Lors de la mythique Coupe du monde 2022, Walid Regragui a surpris tout le monde en convoquant Bilal El Khanouss, 18 ans et passé par plusieurs catégories de la sélection belge, lui qui est né à Strombeek-Bever en Flandre. El Khanouss est depuis devenu un habitué de l’équipe A, remportant également une Coupe d’Afrique et une médaille de bronze avec la sélection U23.
“J’ai joué pour la Belgique en U15-16-17-18, mais j’ai choisi le Maroc, parce que j’ai suivi mon cœur”, a déclaré le joueur à 360 peu après sa convocation surprise pour la Coupe du monde qatarie.

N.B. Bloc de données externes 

//! Single- and multi-choice definitions over a list of labeled values.

use serde_json::Value;
use std::fmt;
use std::sync::Arc;

use super::defs::{cancel_option, choose, help_option, Choice, ItemAction};
use super::{primitives, ChoicesFn, Context, InputDefinition, Session, SummarizeFn};
use crate::defaults::Defaults;
use crate::error::{Error, Result};
use crate::prompt::{MultiSelectPrompt, Outcome, SelectOption};
use crate::text;
use crate::validation::Validation;

/// Where a selection's choices come from.
#[derive(Clone)]
pub enum ChoiceSource {
    Fixed(Vec<Choice<Value>>),
    /// Computed when the question is asked, e.g. from data fetched by the
    /// caller. A failure fails the whole evaluation.
    Lazy(ChoicesFn),
}

impl ChoiceSource {
    fn resolve(&self, name: &str, ctx: &Context) -> Result<Vec<Choice<Value>>> {
        let choices = match self {
            ChoiceSource::Fixed(choices) => choices.clone(),
            ChoiceSource::Lazy(load) => {
                load(ctx).map_err(|e| Error::choices_unavailable(name, e.to_string()))?
            }
        };
        Ok(choices)
    }

    /// Choices for display only; lazy sources that fail render nothing.
    fn peek(&self, ctx: &Context) -> Vec<Choice<Value>> {
        match self {
            ChoiceSource::Fixed(choices) => choices.clone(),
            ChoiceSource::Lazy(load) => load(ctx).unwrap_or_default(),
        }
    }
}

impl fmt::Debug for ChoiceSource {
    fn fmt(&self, f: &mut fmt::Formatter<'_>) -> fmt::Result {
        match self {
            ChoiceSource::Fixed(choices) => f.debug_tuple("Fixed").field(choices).finish(),
            ChoiceSource::Lazy(_) => f.write_str("Lazy(..)"),
        }
    }
}

fn name_of(choices: &[Choice<Value>], value: &Value) -> Option<String> {
    choices
        .iter()
        .find(|c| &c.value == value)
        .map(|c| c.name.clone())
}

// ============================================================================
// Select
// ============================================================================

/// Pick exactly one of `choices`, presented in the order given.
pub fn select_def<I, C>(name: impl Into<String>, choices: I) -> SelectDef
where
    I: IntoIterator<Item = C>,
    C: Into<Choice<Value>>,
{
    SelectDef::new(
        name,
        ChoiceSource::Fixed(choices.into_iter().map(Into::into).collect()),
    )
}

/// Like [`select_def`], with choices computed when the question is asked.
pub fn lazy_select_def<F>(name: impl Into<String>, load: F) -> SelectDef
where
    F: Fn(&Context) -> Result<Vec<Choice<Value>>> + Send + Sync + 'static,
{
    SelectDef::new(name, ChoiceSource::Lazy(Arc::new(load)))
}

/// Pick one of a list of plain strings.
pub fn list_selection_def<I, S>(name: impl Into<String>, items: I) -> SelectDef
where
    I: IntoIterator<Item = S>,
    S: Into<String>,
{
    let choices = items
        .into_iter()
        .map(|item| {
            let item = item.into();
            Choice::new(item.clone(), Value::String(item))
        })
        .collect();
    SelectDef::new(name, ChoiceSource::Fixed(choices))
}

#[derive(Clone)]
pub struct SelectDef {
    pub(crate) name: String,
    choices: ChoiceSource,
    default: Option<Value>,
    help_text: Option<String>,
    summarize: Option<SummarizeFn>,
}

#[derive(Debug, Clone, PartialEq)]
enum SelectEntry {
    Choice(usize),
    Action(ItemAction),
}

impl SelectDef {
    fn new(name: impl Into<String>, choices: ChoiceSource) -> Self {
        Self {
            name: name.into(),
            choices,
            default: None,
            help_text: None,
            summarize: None,
        }
    }

    pub fn default_value(mut self, value: impl Into<Value>) -> Self {
        self.default = Some(value.into());
        self
    }

    pub fn help_text(mut self, text: impl Into<String>) -> Self {
        self.help_text = Some(text.into());
        self
    }

    pub fn summarize_with<F>(mut self, summarize: F) -> Self
    where
        F: Fn(&Value, &Context) -> String + Send + Sync + 'static,
    {
        self.summarize = Some(Arc::new(summarize));
        self
    }

    pub(crate) fn check(&self) -> Result<()> {
        match &self.choices {
            ChoiceSource::Fixed(choices) if choices.is_empty() => {
                Err(Error::definition_invalid(&self.name, "no choices available"))
            }
            _ => Ok(()),
        }
    }

    pub(crate) fn run(
        &self,
        session: &mut Session<'_>,
        prior: Option<&Value>,
        ctx: &Context,
    ) -> Result<Outcome<Value>> {
        let choices = self.choices.resolve(&self.name, ctx)?;
        if choices.is_empty() {
            return Err(Error::definition_invalid(&self.name, "no choices available")
                .with_hint("Use choose_def to fall back to a static or absent value"));
        }

        let mut menu: Vec<Choice<SelectEntry>> = choices
            .iter()
            .enumerate()
            .map(|(i, c)| Choice::new(c.name.clone(), SelectEntry::Choice(i)))
            .collect();
        if self.help_text.is_some() {
            let help = help_option();
            menu.push(Choice::new(help.name, SelectEntry::Action(help.value)));
        }
        let cancel = cancel_option();
        menu.push(Choice::new(cancel.name, SelectEntry::Action(cancel.value)));

        let selected = prior.or(self.default.as_ref());
        let default_index = selected
            .and_then(|v| choices.iter().position(|c| &c.value == v))
            .unwrap_or(0);
        let question = format!("Select {}.", self.name);

        loop {
            let entry = choose(
                session.prompter(),
                &question,
                &menu,
                Some(&SelectEntry::Choice(default_index)),
            )?;
            match entry {
                Outcome::Value(SelectEntry::Choice(i)) => {
                    return Ok(Outcome::Value(choices[i].value.clone()))
                }
                Outcome::Value(SelectEntry::Action(ItemAction::Help)) => {
                    if let Some(help) = &self.help_text {
                        session.message(help);
                    }
                }
                Outcome::Value(SelectEntry::Action(_)) | Outcome::Cancelled => {
                    return Ok(Outcome::Cancelled)
                }
            }
        }
    }

    pub(crate) fn summarize(&self, value: &Value, ctx: &Context, settings: &Defaults) -> String {
        if let Some(summarize) = &self.summarize {
            return summarize(value, ctx);
        }
        match name_of(&self.choices.peek(ctx), value) {
            Some(name) => text::clip_to_maximum(&name, settings.max_item_value_length),
            None => primitives::plain_summary(value, settings),
        }
    }
}

impl fmt::Debug for SelectDef {
    fn fmt(&self, f: &mut fmt::Formatter<'_>) -> fmt::Result {
        f.debug_struct("SelectDef")
            .field("name", &self.name)
            .field("choices", &self.choices)
            .field("default", &self.default)
            .finish_non_exhaustive()
    }
}

impl From<SelectDef> for InputDefinition {
    fn from(def: SelectDef) -> Self {
        InputDefinition::Select(def)
    }
}

// ============================================================================
// Checkbox
// ============================================================================

/// Pick any subset of `choices`. Produces the chosen values in choice order.
pub fn checkbox_def<I, C>(name: impl Into<String>, choices: I) -> CheckboxDef
where
    I: IntoIterator<Item = C>,
    C: Into<Choice<Value>>,
{
    CheckboxDef {
        name: name.into(),
        choices: ChoiceSource::Fixed(choices.into_iter().map(Into::into).collect()),
        default: Vec::new(),
        validate: None,
        summarize: None,
    }
}

pub fn lazy_checkbox_def<F>(name: impl Into<String>, load: F) -> CheckboxDef
where
    F: Fn(&Context) -> Result<Vec<Choice<Value>>> + Send + Sync + 'static,
{
    CheckboxDef {
        name: name.into(),
        choices: ChoiceSource::Lazy(Arc::new(load)),
        default: Vec::new(),
        validate: None,
        summarize: None,
    }
}

#[derive(Clone)]
pub struct CheckboxDef {
    pub(crate) name: String,
    choices: ChoiceSource,
    default: Vec<Value>,
    validate: Option<Arc<dyn Fn(&[Value]) -> Validation + Send + Sync>>,
    summarize: Option<SummarizeFn>,
}

impl CheckboxDef {
    /// Values checked when nothing was chosen before.
    pub fn default_values<I: IntoIterator<Item = Value>>(mut self, values: I) -> Self {
        self.default = values.into_iter().collect();
        self
    }

    pub fn validate<F>(mut self, validate: F) -> Self
    where
        F: Fn(&[Value]) -> Validation + Send + Sync + 'static,
    {
        self.validate = Some(Arc::new(validate));
        self
    }

    pub fn summarize_with<F>(mut self, summarize: F) -> Self
    where
        F: Fn(&Value, &Context) -> String + Send + Sync + 'static,
    {
        self.summarize = Some(Arc::new(summarize));
        self
    }

    /// An empty choice set is allowed; `validate` decides whether the empty
    /// selection is acceptable.
    pub(crate) fn run(
        &self,
        session: &mut Session<'_>,
        prior: Option<&Value>,
        ctx: &Context,
    ) -> Result<Outcome<Value>> {
        let choices = self.choices.resolve(&self.name, ctx)?;
        let current: Vec<Value> = match prior.and_then(Value::as_array) {
            Some(values) => values.clone(),
            None => self.default.clone(),
        };

        let mut prompt = MultiSelectPrompt {
            question: format!("Select {}.", self.name),
            options: choices.iter().map(|c| SelectOption::new(&c.name)).collect(),
            checked: choices
                .iter()
                .enumerate()
                .filter(|(_, c)| current.contains(&c.value))
                .map(|(i, _)| i)
                .collect(),
        };

        loop {
            let indices = match session.prompter().multi_select(&prompt)? {
                Outcome::Value(indices) => indices,
                Outcome::Cancelled => return Ok(Outcome::Cancelled),
            };
            let mut indices: Vec<usize> = indices.into_iter().filter(|i| *i < choices.len()).collect();
            indices.sort_unstable();
            indices.dedup();
            let selected: Vec<Value> = indices.iter().map(|i| choices[*i].value.clone()).collect();

            if let Some(validate) = &self.validate {
                if let Validation::Invalid(message) = validate(&selected) {
                    session.reject(&self.name, &message)?;
                    prompt.checked = indices;
                    continue;
                }
            }
            return Ok(Outcome::Value(Value::Array(selected)));
        }
    }

    pub(crate) fn summarize(&self, value: &Value, ctx: &Context, settings: &Defaults) -> String {
        if let Some(summarize) = &self.summarize {
            return summarize(value, ctx);
        }
        let choices = self.choices.peek(ctx);
        let names: Vec<String> = value
            .as_array()
            .map(|values| {
                values
                    .iter()
                    .map(|v| name_of(&choices, v).unwrap_or_else(|| text::string_from_value(v)))
                    .collect()
            })
            .unwrap_or_default();
        text::clip_to_maximum(&names.join(", "), settings.max_item_value_length)
    }
}

impl fmt::Debug for CheckboxDef {
    fn fmt(&self, f: &mut fmt::Formatter<'_>) -> fmt::Result {
        f.debug_struct("CheckboxDef")
            .field("name", &self.name)
            .field("choices", &self.choices)
            .field("default", &self.default)
            .finish_non_exhaustive()
    }
}

impl From<CheckboxDef> for InputDefinition {
    fn from(def: CheckboxDef) -> Self {
        InputDefinition::Checkbox(def)
    }
}

// ============================================================================
// Size-driven selection
// ============================================================================

/// What [`choose_def`] does when there is nothing to choose from.
#[derive(Debug, Clone, PartialEq)]
pub enum EmptyChoices {
    /// The field is absent.
    Absent,
    /// Evaluation can't continue; the caller gets a `definition.invalid`
    /// error before anything is asked.
    Fail,
    /// Use this value instead.
    Fallback(Value),
}

/// Pick the cheapest definition for a list of candidates: nothing to ask
/// when there are zero or one, a select otherwise.
pub fn choose_def(
    name: impl Into<String>,
    choices: Vec<Choice<Value>>,
    empty: EmptyChoices,
) -> Result<InputDefinition> {
    let name = name.into();
    match choices.len() {
        0 => match empty {
            EmptyChoices::Absent => Ok(InputDefinition::Undefined),
            EmptyChoices::Fallback(value) => Ok(InputDefinition::Static(value)),
            EmptyChoices::Fail => Err(Error::definition_invalid(
                &name,
                format!("no {} found", name.to_lowercase()),
            )),
        },
        1 => Ok(InputDefinition::Static(choices[0].value.clone())),
        _ => Ok(InputDefinition::Select(SelectDef::new(
            name,
            ChoiceSource::Fixed(choices),
        ))),
    }
}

Autre médaillé de bronze des Jeux français, Eliesse Ben Seghir, est arrivé en sélection à 19 ans, alors qu’il représentait l’un des plus grands espoirs du Football français. Le natif de Gassin avait auparavant représenté son pays de naissance dans cinq catégories. Lui aussi a choisi le Maroc sans la moindre hésitation.
Youssef Lekhedim alias Yusi, Chadi Riad, Amir Richardson… ont tous choisi très tôt l’équipe nationale. Avant eux, il y avait Achraf Hakimi, Sofyan Amrabat et Abde Ezzalzouli.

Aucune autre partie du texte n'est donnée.